§ **Task prompt**: Your task is to copy every line of the records below that contains "CanConfig".

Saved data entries
============

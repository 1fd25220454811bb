use std::path::PathBuf;
use std::process::ExitCode;
use std::time::Duration;

use clap::{Args, Parser, Subcommand};
use log::{error, info, LevelFilter};

use blhost::commands::{self, CommandError, UploadOptions};
use blhost::engine::Engine;
use blhost::packets::status::{property_value_name, PropertyTag};
use blhost::transport::can::{CanConfig, CanTransport};
use blhost::transport::generic::GenericTransport;
use blhost::transport::serial::SerialTransport;

#[derive(Parser)]
#[command(name = "blhost", version, about = "Talk to the NXP MCUBOOT/KBOOT bootloader")]
struct Cli {
    #[command(subcommand)]
    interface: Interface,

    #[command(flatten)]
    common: CommonArgs,
}

#[derive(Args)]
struct CommonArgs {
    /// Seconds to wait for each response
    #[arg(short, long, global = true, default_value_t = 1.0)]
    timeout: f64,

    /// Times to try to establish a connection
    #[arg(short = 'r', long, global = true, default_value_t = 3)]
    cmd_repeat: u32,

    /// Print debug output
    #[arg(short, long, global = true)]
    verbose: bool,
}

#[derive(Subcommand)]
enum Interface {
    /// Communicate with the target over CAN bus
    Can {
        /// Arbitration id (hex or decimal) the target transmits with
        #[arg(long, value_parser = parse_number)]
        tx_id: u32,

        /// Arbitration id (hex or decimal) the host transmits with
        #[arg(long, value_parser = parse_number)]
        rx_id: u32,

        /// CAN driver; only "socketcan" is supported
        #[arg(short, long, default_value = "socketcan")]
        interface: String,

        /// CAN channel
        #[arg(short = 'l', long, default_value = "can0")]
        channel: String,

        /// Use 29-bit extended arbitration ids
        #[arg(long)]
        extended_id: bool,

        #[command(subcommand)]
        operation: Operation,
    },
    /// Communicate with the target over a serial port
    Serial {
        /// The serial port device
        #[arg(short, long)]
        port: String,

        /// Baud rate
        #[arg(short, long, default_value_t = 500_000)]
        baudrate: u32,

        #[command(subcommand)]
        operation: Operation,
    },
}

#[derive(Subcommand)]
enum Operation {
    /// Write a binary to flash, erasing the target region first
    Upload {
        /// The binary to upload
        #[arg(short = 'B', long)]
        binary: PathBuf,

        /// Address (hex or decimal) to write the binary to
        #[arg(short, long, value_parser = parse_number)]
        start_address: u32,

        /// Number of bytes (hex or decimal) to erase ahead of the write
        #[arg(short = 'c', long, value_parser = parse_number)]
        byte_count: u32,

        /// Leave the target in the bootloader instead of resetting it
        #[arg(long)]
        no_reset: bool,

        /// Treat a missing final write status as success
        #[arg(long)]
        assume_success: bool,

        /// Full upload attempts before giving up
        #[arg(long, default_value_t = 1)]
        attempts: u32,
    },
    /// Read target memory into a file
    Read {
        /// File the read bytes are written to
        #[arg(short = 'B', long)]
        binary: PathBuf,

        /// Address (hex or decimal) to read from
        #[arg(short, long, value_parser = parse_number)]
        start_address: u32,

        /// Number of bytes (hex or decimal) to read
        #[arg(short = 'c', long, value_parser = parse_number)]
        byte_count: u32,
    },
    /// Check that the target answers a ping
    Ping,
    /// Reset the target
    Reset,
    /// Read a bootloader property
    GetProperty {
        /// Property tag (hex or decimal)
        #[arg(long, value_parser = parse_number)]
        prop: u32,
    },
}

fn parse_number(value: &str) -> Result<u32, String> {
    let parsed = match value.strip_prefix("0x").or_else(|| value.strip_prefix("0X")) {
        Some(hex) => u32::from_str_radix(hex, 16),
        None => value.parse(),
    };
    parsed.map_err(|e| format!("invalid number {value:?}: {e}"))
}

fn init_logger(verbose: bool) {
    let level = if verbose {
        LevelFilter::Debug
    } else {
        LevelFilter::Info
    };
    let color = if std::env::var_os("NO_COLOR").is_some() {
        simplelog::ColorChoice::Never
    } else if std::env::var_os("FORCE_COLOR").is_some() {
        simplelog::ColorChoice::Always
    } else {
        simplelog::ColorChoice::Auto
    };
    let _ = simplelog::TermLogger::init(
        level,
        simplelog::Config::default(),
        simplelog::TerminalMode::Mixed,
        color,
    );
}

/// Logs progress at whole-percent steps so the data phase is visible without
/// flooding the terminal.
fn progress_logger(label: &'static str) -> commands::ProgressCallback {
    let mut last = -1i64;
    Box::new(move |percent| {
        let whole = percent.floor() as i64;
        if whole > last {
            last = whole;
            info!("{label}: {percent:.1}%");
        }
    })
}

#[tokio::main]
async fn main() -> ExitCode {
    let cli = Cli::parse();
    init_logger(cli.common.verbose);
    let timeout = match Duration::try_from_secs_f64(cli.common.timeout) {
        Ok(timeout) => timeout,
        Err(_) => {
            error!("invalid timeout: {}", cli.common.timeout);
            return ExitCode::from(2);
        }
    };

    let (transport, operation) = match cli.interface {
        Interface::Serial {
            port,
            baudrate,
            operation,
        } => match SerialTransport::open(&port, baudrate) {
            Ok(transport) => (GenericTransport::from(transport), operation),
            Err(e) => {
                error!("failed to open serial port: {e}");
                return ExitCode::from(1);
            }
        },
        Interface::Can {
            tx_id,
            rx_id,
            interface,
            channel,
            extended_id,
            operation,
        } => {
            if interface != "socketcan" {
                error!("unsupported CAN interface {interface:?}; only socketcan is available");
                return ExitCode::from(2);
            }
            let config = CanConfig {
                channel,
                tx_id,
                rx_id,
                extended_id,
                frame_gap: None,
            };
            match CanTransport::open(config) {
                Ok(transport) => (GenericTransport::from(transport), operation),
                Err(e) => {
                    error!("failed to open CAN channel: {e}");
                    return ExitCode::from(1);
                }
            }
        }
    };

    let engine = Engine::new(transport);
    let code = run(&engine, operation, timeout, cli.common.cmd_repeat).await;
    engine.shutdown(Duration::from_secs(1)).await;
    ExitCode::from(code)
}

async fn run(
    engine: &Engine<GenericTransport>,
    operation: Operation,
    timeout: Duration,
    cmd_repeat: u32,
) -> u8 {
    match operation {
        Operation::Ping => {
            for attempt in 1..=cmd_repeat {
                if commands::ping(engine, timeout).await {
                    info!("ping responded in {attempt} attempt(s)");
                    return 0;
                }
            }
            error!("timed out waiting for ping response");
            1
        }
        Operation::Reset => {
            for attempt in 1..=cmd_repeat {
                if commands::reset(engine, timeout).await {
                    info!("reset responded in {attempt} attempt(s)");
                    return 0;
                }
            }
            error!("timed out waiting for reset response");
            1
        }
        Operation::GetProperty { prop } => {
            match commands::get_property(engine, prop, 0, timeout, cmd_repeat).await {
                Some(values) => {
                    let name = match PropertyTag::from_u32(prop) {
                        Some(tag) => format!("{tag:?}"),
                        None => format!("{prop:#04X}"),
                    };
                    let values: Vec<String> =
                        values.iter().map(|&value| property_value_name(value)).collect();
                    info!("property {name}: {}", values.join(", "));
                    0
                }
                None => {
                    error!("reading property failed");
                    1
                }
            }
        }
        Operation::Upload {
            binary,
            start_address,
            byte_count,
            no_reset,
            assume_success,
            attempts,
        } => {
            let options = UploadOptions {
                start_address,
                erase_byte_count: byte_count,
                timeout,
                ping_repeat: cmd_repeat,
                attempts,
                reset_after: !no_reset,
                assume_success,
            };
            match commands::upload_file(
                engine,
                &binary,
                &options,
                Some(progress_logger("upload progress")),
            )
            .await
            {
                Ok(true) => {
                    info!("uploading succeeded");
                    0
                }
                Ok(false) => {
                    error!("uploading failed");
                    1
                }
                Err(e @ CommandError::InvalidArgument) => {
                    error!("{e}");
                    2
                }
                Err(e) => {
                    error!("{e}");
                    1
                }
            }
        }
        Operation::Read {
            binary,
            start_address,
            byte_count,
        } => {
            match commands::read(
                engine,
                start_address,
                byte_count,
                timeout,
                cmd_repeat,
                Some(progress_logger("read memory")),
            )
            .await
            {
                Some(data) => match tokio::fs::write(&binary, &data).await {
                    Ok(()) => {
                        info!("reading memory succeeded");
                        0
                    }
                    Err(e) => {
                        error!("failed to write {:?}: {e}", binary);
                        1
                    }
                },
                None => {
                    error!("reading memory failed");
                    1
                }
            }
        }
    }
}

============

§ **Answer box**:
use blhost::transport::can::{CanConfig, CanTransport};
            let config = CanConfig {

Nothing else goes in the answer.